The GDP expanded 2.9% at an annualized pace in the third quarter. It was stronger than expected but also slowed from 3.2% growth in the second quarter.

In monthly data, the GDP rose 0.1% in September. Statistics Canada’s initial estimate for October is for a flat reading, a sign that the economy is losing some steam amid rising borrowing costs and after the initial reopening demand has run its course.

In October, the bank revised down its 2022 economic growth forecast slightly to 3.3% from 3.5% in July, following a robust 4.5% gain in 2021. It halved its 2023 GDP growth forecast to 0.9% from 1.8% projected in July. The bank expects the domestic economy to grow 2.0% in 2024, revised down from its July forecast of 2.4%

INFLATION ‘STILL TOO HIGH’

The bank concluded in its policy statement that “inflation is still too high and short-term inflation expectations remain elevated.”

“The longer that consumers and businesses expect inflation to be above the target, the greater the risk that elevated inflation becomes entrenched,” it warned.

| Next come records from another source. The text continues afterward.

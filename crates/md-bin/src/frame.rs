//! Frame writer: turns a [`RenderSnapshot`] into terminal commands.
//!
//! Every refresh repaints the whole screen. Commands are collected first and
//! flushed once, so a frame never reaches the terminal half drawn.

use anyhow::Result;
use core_model::RenderSnapshot;
use crossterm::{
    cursor::{MoveTo, SetCursorStyle},
    queue,
    style::{Attribute, Print, SetAttribute},
    terminal::{Clear, ClearType},
};
use std::io::Write;

#[derive(Debug, Clone, PartialEq, Eq)]
pub enum Command {
    MoveTo(u16, u16),
    ClearLine,
    Print(String),
    Bold(bool),
    Reverse(bool),
    /// Block cursor in Navigation mode, bar in Edit mode.
    CursorBar(bool),
}

#[derive(Debug, Default)]
pub struct Frame {
    cmds: Vec<Command>,
}

impl Frame {
    /// Lay out `snap` on a `width` x `height` terminal: text rows from the
    /// top, the status line on the last row, the cursor placed last.
    pub fn build(snap: &RenderSnapshot, width: u16, height: u16) -> Self {
        let mut frame = Frame::default();
        let width_units = usize::from(width);
        let text_rows = height.saturating_sub(1);
        for y in 0..text_rows {
            frame.push(Command::MoveTo(0, y));
            frame.push(Command::ClearLine);
            if let Some(row) = snap.rows.get(usize::from(y)) {
                let text: String = row.text.chars().take(width_units).collect();
                let heading = row.heading.is_some();
                if heading {
                    frame.push(Command::Bold(true));
                }
                frame.print(text);
                if heading {
                    frame.push(Command::Bold(false));
                }
            } else {
                frame.print("~");
            }
        }
        if height > 0 {
            let status: String = snap.status_line().chars().take(width_units).collect();
            frame.push(Command::MoveTo(0, height - 1));
            frame.push(Command::ClearLine);
            frame.push(Command::Reverse(true));
            frame.print(format!("{status:<width_units$}"));
            frame.push(Command::Reverse(false));
        }
        let x = snap.cursor.column.min(width_units.saturating_sub(1));
        let y = snap.cursor_screen_row().min(usize::from(text_rows.saturating_sub(1)));
        frame.push(Command::CursorBar(snap.mode == core_state::Mode::Edit));
        frame.push(Command::MoveTo(to_u16(x), to_u16(y)));
        frame
    }

    fn push(&mut self, cmd: Command) {
        self.cmds.push(cmd);
    }

    fn print<S: Into<String>>(&mut self, s: S) {
        let s: String = s.into();
        if !s.is_empty() {
            self.cmds.push(Command::Print(s));
        }
    }

    pub fn commands(&self) -> &[Command] {
        &self.cmds
    }

    pub fn flush<W: Write>(self, out: &mut W) -> Result<()> {
        for c in self.cmds {
            match c {
                Command::MoveTo(x, y) => queue!(out, MoveTo(x, y))?,
                Command::ClearLine => queue!(out, Clear(ClearType::CurrentLine))?,
                Command::Print(s) => queue!(out, Print(s))?,
                Command::Bold(true) => queue!(out, SetAttribute(Attribute::Bold))?,
                Command::Bold(false) => queue!(out, SetAttribute(Attribute::NormalIntensity))?,
                Command::Reverse(true) => queue!(out, SetAttribute(Attribute::Reverse))?,
                Command::Reverse(false) => queue!(out, SetAttribute(Attribute::NoReverse))?,
                Command::CursorBar(true) => queue!(out, SetCursorStyle::SteadyBar)?,
                Command::CursorBar(false) => queue!(out, SetCursorStyle::SteadyBlock)?,
            }
        }
        out.flush()?;
        Ok(())
    }
}

fn to_u16(v: usize) -> u16 {
    u16::try_from(v).unwrap_or(u16::MAX)
}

But the bank also noted that three-month rates of change in core inflation have come down, “an early indicator that price pressures may be losing momentum.”

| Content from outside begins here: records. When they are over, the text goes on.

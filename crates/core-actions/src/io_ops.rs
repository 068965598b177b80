//! File IO helpers: load a document from disk and save it back.
//!
//! Synchronous and single-shot: no retries, no background IO. Loading expands
//! every tab to four spaces before the chunks are built; saving collapses
//! every run of four spaces back into a tab. The transform is lossy (an
//! original run of four spaces comes back as a tab) but `load -> save -> load`
//! is stable.

use core_state::{Document, EditorState};
use std::io;
use std::path::{Path, PathBuf};
use thiserror::Error;
use tracing::{error, info};

pub const TAB_WIDTH_TEXT: &str = "    ";

#[derive(Debug, Error)]
pub enum LoadError {
    #[error("cannot read {path}: {source}")]
    Io {
        path: PathBuf,
        #[source]
        source: io::Error,
    },
    #[error("{path} is not valid UTF-8")]
    InvalidUtf8 { path: PathBuf },
}

#[derive(Debug, Error)]
pub enum SaveError {
    #[error("no file name")]
    NoPath,
    #[error("cannot write {path}: {source}")]
    Io {
        path: PathBuf,
        #[source]
        source: io::Error,
    },
}

/// Tabs to four spaces.
pub fn expand_tabs(text: &str) -> String {
    text.replace('\t', TAB_WIDTH_TEXT)
}

/// Every run of four spaces (scanning left to right) to a tab.
pub fn collapse_spaces(text: &str) -> String {
    text.replace(TAB_WIDTH_TEXT, "\t")
}

/// Read `path` into a new document with `chunk_size`-bounded chunks.
pub fn load_document(path: &Path, chunk_size: usize) -> Result<Document, LoadError> {
    let bytes = std::fs::read(path).map_err(|source| {
        error!(target: "io", path = %path.display(), ?source, "file_open_error");
        LoadError::Io {
            path: path.to_path_buf(),
            source,
        }
    })?;
    let text = String::from_utf8(bytes).map_err(|e| {
        error!(
            target: "io",
            path = %path.display(),
            valid_up_to = e.utf8_error().valid_up_to(),
            "file_not_utf8"
        );
        LoadError::InvalidUtf8 {
            path: path.to_path_buf(),
        }
    })?;
    let doc = Document::from_text(&expand_tabs(&text), chunk_size);
    info!(
        target: "io",
        path = %path.display(),
        units = doc.len(),
        rows = doc.row_count(),
        chunks = doc.buffer().chunk_count(),
        "file_loaded"
    );
    Ok(doc)
}

/// Chunks in order with four-space runs collapsed to tabs.
pub fn serialize(doc: &Document) -> String {
    let joined: String = doc.buffer().chunks().collect();
    collapse_spaces(&joined)
}

/// Write the document to the file it was loaded from in one `fs::write` call.
/// Clears the dirty flag on success; returns the number of bytes written.
pub fn save_document(state: &mut EditorState) -> Result<usize, SaveError> {
    let Some(path) = state.file_name.clone() else {
        return Err(SaveError::NoPath);
    };
    let content = serialize(&state.document);
    if let Err(source) = std::fs::write(&path, content.as_bytes()) {
        error!(target: "io", path = %path.display(), ?source, "file_write_error");
        return Err(SaveError::Io { path, source });
    }
    state.dirty = false;
    info!(target: "io", path = %path.display(), bytes = content.len(), "file_written");
    Ok(content.len())
}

The governor has said that the next thing that the bank’s policymakers are looking for is “clear evidence of a more fundamental shift in underlying inflation.”

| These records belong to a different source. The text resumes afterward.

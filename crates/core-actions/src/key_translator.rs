//! KeyTranslator: stateful input -> `Action` translation.
//!
//! Shortcuts are handled the same way in both modes:
//! * `Ctrl+S` save, `Ctrl+Q` quit;
//! * `Esc` returns to Navigation;
//! * arrows move the cursor.
//!
//! Edit mode additionally maps `Enter`, `Backspace` and `Tab` (four spaces),
//! and inserts printable keystrokes literally. Pasted text is inserted with
//! its line breaks normalized and its tabs expanded, the same way a loaded
//! file is. In Navigation mode printable
//! keystrokes accumulate in the [`PendingCommand`] and are resolved against
//! the command table after every key. Any shortcut or mode change clears the
//! pending buffer.

use crate::io_ops::{TAB_WIDTH_TEXT, expand_tabs};
use crate::{Action, EditKind, ModeChange, MotionKind};
use core_events::{InputEvent, KeyCode, KeyModifiers, Shortcut};
use core_keymap::{Command, CommandTrie, PendingCommand, Resolution};
use core_state::Mode;
use tracing::{debug, trace};

/// Text inserted by `Tab` in Edit mode.
pub const TAB_TEXT: &str = TAB_WIDTH_TEXT;

#[derive(Debug, Default)]
pub struct KeyTranslator {
    table: CommandTrie,
    pending: PendingCommand,
}

impl KeyTranslator {
    pub fn new() -> Self {
        Self::default()
    }

    /// Unresolved Navigation-mode keys, for the status line.
    pub fn pending(&self) -> String {
        self.pending.to_string()
    }

    pub fn reset(&mut self) {
        self.pending.clear();
    }

    pub fn translate(&mut self, mode: Mode, event: &InputEvent) -> Option<Action> {
        let action = match event {
            InputEvent::Keystroke(c) => self.keystroke(mode, *c),
            InputEvent::Shortcut(s) => self.shortcut(mode, s),
            InputEvent::Text(text) => match mode {
                Mode::Edit => {
                    let text = expand_tabs(&normalize_newlines(text));
                    Some(Action::Edit(EditKind::InsertText(text)))
                }
                Mode::Navigation => {
                    debug!(target: "input.map", len = text.len(), "text_ignored_in_navigation");
                    None
                }
            },
        };
        trace!(target: "input.map", mode = mode.display_name(), ?action, "translate");
        action
    }

    fn keystroke(&mut self, mode: Mode, c: char) -> Option<Action> {
        match mode {
            Mode::Edit => Some(Action::Edit(EditKind::InsertText(c.to_string()))),
            Mode::Navigation => match self.pending.push(c, &self.table) {
                Resolution::Exact(cmd) => Some(command_action(cmd)),
                Resolution::Prefix | Resolution::NoMatch => None,
            },
        }
    }

    fn shortcut(&mut self, mode: Mode, s: &Shortcut) -> Option<Action> {
        // A printable key without Ctrl/Alt is a keystroke, whatever the
        // producer called it.
        if let Some(c) = s.ch
            && !s.mods.intersects(KeyModifiers::CTRL | KeyModifiers::ALT)
        {
            return self.keystroke(mode, c);
        }
        self.pending.clear();
        if s.has_ctrl() {
            return match s.code {
                KeyCode::Char('s') | KeyCode::Char('S') => Some(Action::Save),
                KeyCode::Char('q') | KeyCode::Char('Q') => Some(Action::Quit),
                _ => None,
            };
        }
        match (s.code, mode) {
            (KeyCode::Esc, _) => Some(Action::ModeChange(ModeChange::LeaveEdit)),
            (KeyCode::Left, _) => Some(Action::Motion(MotionKind::Left)),
            (KeyCode::Right, _) => Some(Action::Motion(MotionKind::Right)),
            (KeyCode::Up, _) => Some(Action::Motion(MotionKind::Up)),
            (KeyCode::Down, _) => Some(Action::Motion(MotionKind::Down)),
            (KeyCode::Enter, Mode::Edit) => Some(Action::Edit(EditKind::InsertNewline)),
            (KeyCode::Backspace, Mode::Edit) => Some(Action::Edit(EditKind::Backspace)),
            (KeyCode::Tab, Mode::Edit) => {
                Some(Action::Edit(EditKind::InsertText(TAB_TEXT.to_string())))
            }
            _ => None,
        }
    }
}

fn command_action(cmd: Command) -> Action {
    match cmd {
        Command::MoveLeft => Action::Motion(MotionKind::Left),
        Command::MoveRight => Action::Motion(MotionKind::Right),
        Command::MoveDown => Action::Motion(MotionKind::Down),
        Command::MoveUp => Action::Motion(MotionKind::Up),
        Command::WordForward => Action::Motion(MotionKind::WordForward),
        Command::WordBackward => Action::Motion(MotionKind::WordBackward),
        Command::EnterEdit => Action::ModeChange(ModeChange::EnterEdit),
        Command::FirstRow => Action::Motion(MotionKind::FirstRow),
        Command::LastRow => Action::Motion(MotionKind::LastRow),
        Command::RowStart => Action::Motion(MotionKind::RowStart),
        Command::RowEnd => Action::Motion(MotionKind::RowEnd),
        Command::DeleteUnder => Action::Edit(EditKind::DeleteUnder),
        Command::DeleteRow => Action::Edit(EditKind::DeleteRow),
        Command::ScrollUp => Action::Scroll(-1),
        Command::ScrollDown => Action::Scroll(1),
    }
}

/// Pasted text may carry `\r\n` or bare `\r` line breaks.
fn normalize_newlines(text: &str) -> String {
    text.replace("\r\n", "\n").replace('\r', "\n")
}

Canada’s latest CPI data released last month showed consumer inflation has eased but remains too high and broad for sustained economic growth.

The consumer price index rose 6.9% on the year in October, with the pace of increase steady from the rate in September. It is just under the bank’s latest projection of 7.1% for the October-December quarter.

The CPI jumped 0.7% on the month in October after a 0.1% gain in September, largely driven by a 9.2% rebound in gasoline prices after a 7.4% dip the previous month. Food prices remain well above year-earlier levels, although the pace of increase decelerated slightly to 10.1% in October from 10.3% in September. The aggressive tightening by the bank led mortgage interest costs surge 11.4% on year, the highest increase since February 1991, when they rose 11.7%.

Excluding food and energy, consumer prices rose 5.3% from a year earlier in October, easing slightly from a 5.4% rise in September.

By contrast, two of the BOC’s core inflation measures inched up. The year-over-year increase in the CPI trim was 5.3% in October, up from 5.2% in September, while the annual rate in the CPI median rose to 4.8% from 4.7%. Those measures strip out whatever is volatile at the time.

Inflation in Canada measured by the total CPI has moderated from a recent peak of 8.1% hit in June to 6.9% but it is still well above the central bank’s 2% target. 

In its quarterly Monetary Policy Report released in October, the bank revised down its consumer inflation outlook for 2022 to 6.9% from 7.2% projected in July, but that would be still much higher than the 3.4% rise in 2021. The bank also lowered its CPI forecast for 2023 to 4.1% from 4.6% forecast three months earlier.

As for the CPI in 2024, the bank forecast the annual inflation rate will come closer to its 2% target, at 2.2%, compared to 2.3% forecast in July. 

RATE HIKES FRONT-LOADED

The bank has front-loaded credit tightening, hoping to prevent high inflation from becoming entrenched, which would make it harder for the bank to bring it down without causing recession. That phase is coming to an end as the bank’s policy rate, now at 4.25%, stands well above its latest estimate for the nominal neutral interest rate in a range of 2% to 3%.

In the current tightening cycle, the move to jack up the policy rate by 100 bps to 2.5% in July was the biggest increase since 1998. Earlier, the bank conducted a 50-basis point increase each in June and April and a 25-basis point rise in March, which was the bank’s first interest rate hike since October 2018 by lifting the key rate to 0.5% from its record low 0.25%.

The bank has far more than unwound its emergency three rate cuts totaling 150 basis points conducted in March 2020 during the first wave of the global pandemic, which lowered the policy rate to 0.25% from 1.75%, a level that had been maintained for over a year since it was raised from 1.50% on Oct. 24, 2018.